The sport is often associated with the brand Speedminton because of their historical relation. From 1 January 2016 the name of the racket sport has been changed from Speed Badminton to Crossminton. Today, Crossminton is played all around the world. Currently, there are tournaments all over the world which are organized in a growing number of clubs. On August 25, 2011 the International Crossminton Organization (ICO) was founded under the name International Speed Badminton Organisation (ISBO) in Berlin. By 2018 the ICO already had 26 members - national federations from Europe, America, Asia and Africa.

History 

The special shuttlecock and the idea of the game were invented in 2001 in Berlin by Bill Brandes. The game was refined to the final game of crossminton by the Speedminton company. The inventor first named his new sport "shuttleball", but soon the game was renamed "speed badminton". Starting from January 2016 the name was changed again, to crossminton. Originally, the idea of the inventor was to create an outdoor variant of badminton, so he changed the ball to be smaller and heavier (today called speeder). The analogy of badminton now exists only in a technical way: there is no net and the game tempo is faster. In 2003, there were already 6,000 active players in Germany. The sport is growing steadily and there are numerous international tournaments across Europe.

Game

Court 
The court consists of two squares of 5.50 m (18 ft) length. They are fixed opposite to each other at a distance of 12.8 m (42 ft).

Equipment 

Both of the players need a racket. The rackets are similar to the ones used in squash but are specially produced for Crossminton. They are 58–60 cm long, and the material and the strings are different. The ball is called a speeder and is heavier than a conventional badminton shuttlecock, meaning it can be used up to wind force 4.

Rules 

The field consists of two squares measuring 5.5 meters (18 ft) on each side. The distance between the squares is 12.8 meters (42 ft). Crossminton can be played on half of a tennis court which can easily be modified with elastic lines. Match Speeders are used for normal games. Children and adolescents (U12) play with fun speeders on a smaller court (4x4 m) over a smaller distance (9 meters). 

The aim of the game is to reach the square of the opposite player with the speeder. If the speeder falls outside the opposite square, the other side gains a point. Both players are allowed to step out of, or anywhere inside their square during play.

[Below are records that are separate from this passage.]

//! Per-record-type settings.
//!
//! The only option today is the name of the rule parameter that carries
//! conditions (`"if"` unless configured otherwise). The registry is an
//! ordinary value owned by the host and handed to the pruner by reference.

use std::collections::HashMap;

use serde::{Deserialize, Serialize};

/// Rule parameter that carries conditions when nothing else is configured.
pub const DEFAULT_CONDITION_KEY: &str = "if";

/// Effective settings for one record type.
#[derive(Debug, Clone, PartialEq, Eq, Serialize, Deserialize)]
#[serde(default)]
pub struct Settings {
    /// Name of the rule parameter holding the condition entry.
    pub condition_key: String,
}

impl Default for Settings {
    fn default() -> Self {
        Self {
            condition_key: DEFAULT_CONDITION_KEY.to_owned(),
        }
    }
}

impl Settings {
    /// Settings with a custom condition key.
    pub fn with_condition_key(key: impl Into<String>) -> Self {
        Self {
            condition_key: key.into(),
        }
    }

    /// Applies every option that is set.
    pub fn merge(&mut self, options: &SettingsOverride) {
        if let Some(key) = &options.condition_key {
            self.condition_key.clone_from(key);
        }
    }
}

/// Partial settings; unset options keep their current value.
#[derive(Debug, Clone, Default, PartialEq, Eq, Serialize, Deserialize)]
#[serde(default, deny_unknown_fields)]
pub struct SettingsOverride {
    /// Overrides [`Settings::condition_key`].
    #[serde(skip_serializing_if = "Option::is_none")]
    pub condition_key: Option<String>,
}

impl SettingsOverride {
    /// Override only the condition key.
    pub fn condition_key(key: impl Into<String>) -> Self {
        Self {
            condition_key: Some(key.into()),
        }
    }
}

/// Settings keyed by record type.
///
/// Entries are created on first [`configure`](Self::configure) and live as
/// long as the registry. Unknown record types read as the defaults.
///
/// # Examples
///
/// ```
/// use rulegate::settings::{SettingsOverride, SettingsRegistry};
///
/// let mut registry = SettingsRegistry::new();
/// registry.configure("Upload", SettingsOverride::condition_key("when"));
///
/// assert_eq!(registry.get("Upload").condition_key, "when");
/// assert_eq!(registry.get("Import").condition_key, "if");
/// ```
#[derive(Debug, Clone, Default, PartialEq, Eq, Deserialize)]
#[serde(from = "HashMap<String, SettingsOverride>")]
pub struct SettingsRegistry {
    by_type: HashMap<String, Settings>,
    defaults: Settings,
}

impl SettingsRegistry {
    /// Creates an empty registry.
    pub fn new() -> Self {
        Self::default()
    }

    /// Merges `options` over the settings of `record_type`, starting from the
    /// defaults on first use, and returns the result.
    pub fn configure(
        &mut self,
        record_type: impl Into<String>,
        options: SettingsOverride,
    ) -> &Settings {
        let record_type = record_type.into();
        let settings = self
            .by_type
            .entry(record_type.clone())
            .or_insert_with(|| self.defaults.clone());
        settings.merge(&options);
        tracing::debug!(
            record_type = %record_type,
            condition_key = %settings.condition_key,
            "configured conditional validation"
        );
        settings
    }

    /// Settings of `record_type`, or the defaults when it was never configured.
    pub fn get(&self, record_type: &str) -> &Settings {
        self.by_type.get(record_type).unwrap_or(&self.defaults)
    }

    /// Whether `record_type` has been configured.
    pub fn contains(&self, record_type: &str) -> bool {
        self.by_type.contains_key(record_type)
    }

    /// Configured record types.
    pub fn record_types(&self) -> impl Iterator<Item = &str> {
        self.by_type.keys().map(String::as_str)
    }

    /// Number of configured record types.
    pub fn len(&self) -> usize {
        self.by_type.len()
    }

    /// Whether nothing has been configured.
    pub fn is_empty(&self) -> bool {
        self.by_type.is_empty()
    }
}

impl From<HashMap<String, SettingsOverride>> for SettingsRegistry {
    fn from(options: HashMap<String, SettingsOverride>) -> Self {
        let mut registry = Self::new();
        for (record_type, options) in options {
            registry.configure(record_type, options);
        }
        registry
    }
}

The game ends when one player has at least 16 points and has at least 2 points advantage over their opponent. Every time a set/round finishes, the players switch sides.

Match 
A game ends when one player reaches 16 points. If the score is tied at 15 or greater, play continues until one player has a two-point advantage. A match usually consists of two winning sets (best of three).

Service 
The right to serve first is drawn by throwing a coin or a speeder. Every player has three serves. Every rally scores. At a score of 15:15 the serve switches after every point. The serve must be done out of the designated zone which is 3 m behind the front offensive line. This line must not be crossed and the serve is played bottom-up. The first serve of the next set is done by the loser of the previous set.

Points 
Every rally scores if there is no necessity to repeat it. Points can be gained if:
 the serve is not correct
 the speeder touches the floor or the roof
 the speeder lands in the opposite court and cannot be returned
 the speeder lands outside the court (the lines count as being within the court)
 the speeder is touched two times immediately after each other
 the speeder touches the body

If a player returns a speeder from outside the court, it is considered to still be in play.

Change of ends 
After every set, there is a change of ends to guarantee equal opportunities concerning wind and lighting conditions. If a third game (tiebreak) becomes necessary, players change sides after every 6 points.

Variants 
 Doubles : The doubles match is played on a single court.
At the double division, both players are standing in the same court. The coin or speeder decides the side who serves first. The serving player stands at the backline, and their partner stands in front. The serves rotate between the four players. The first serve in the following set goes to the loser of the previous one.

 Black lighting : Crossminton can be played by night with fluorescent equipment and black light.
Crossminton can be played outside and inside, the court can be painted or pegged off. There is even the possibility to use a portable court. Crossminton played in the dark is called Blackminton. With black lights, fluorescent paints, rackets and special speeders (night speeders) with glow sticks (speedlights) it is possible to play even at night.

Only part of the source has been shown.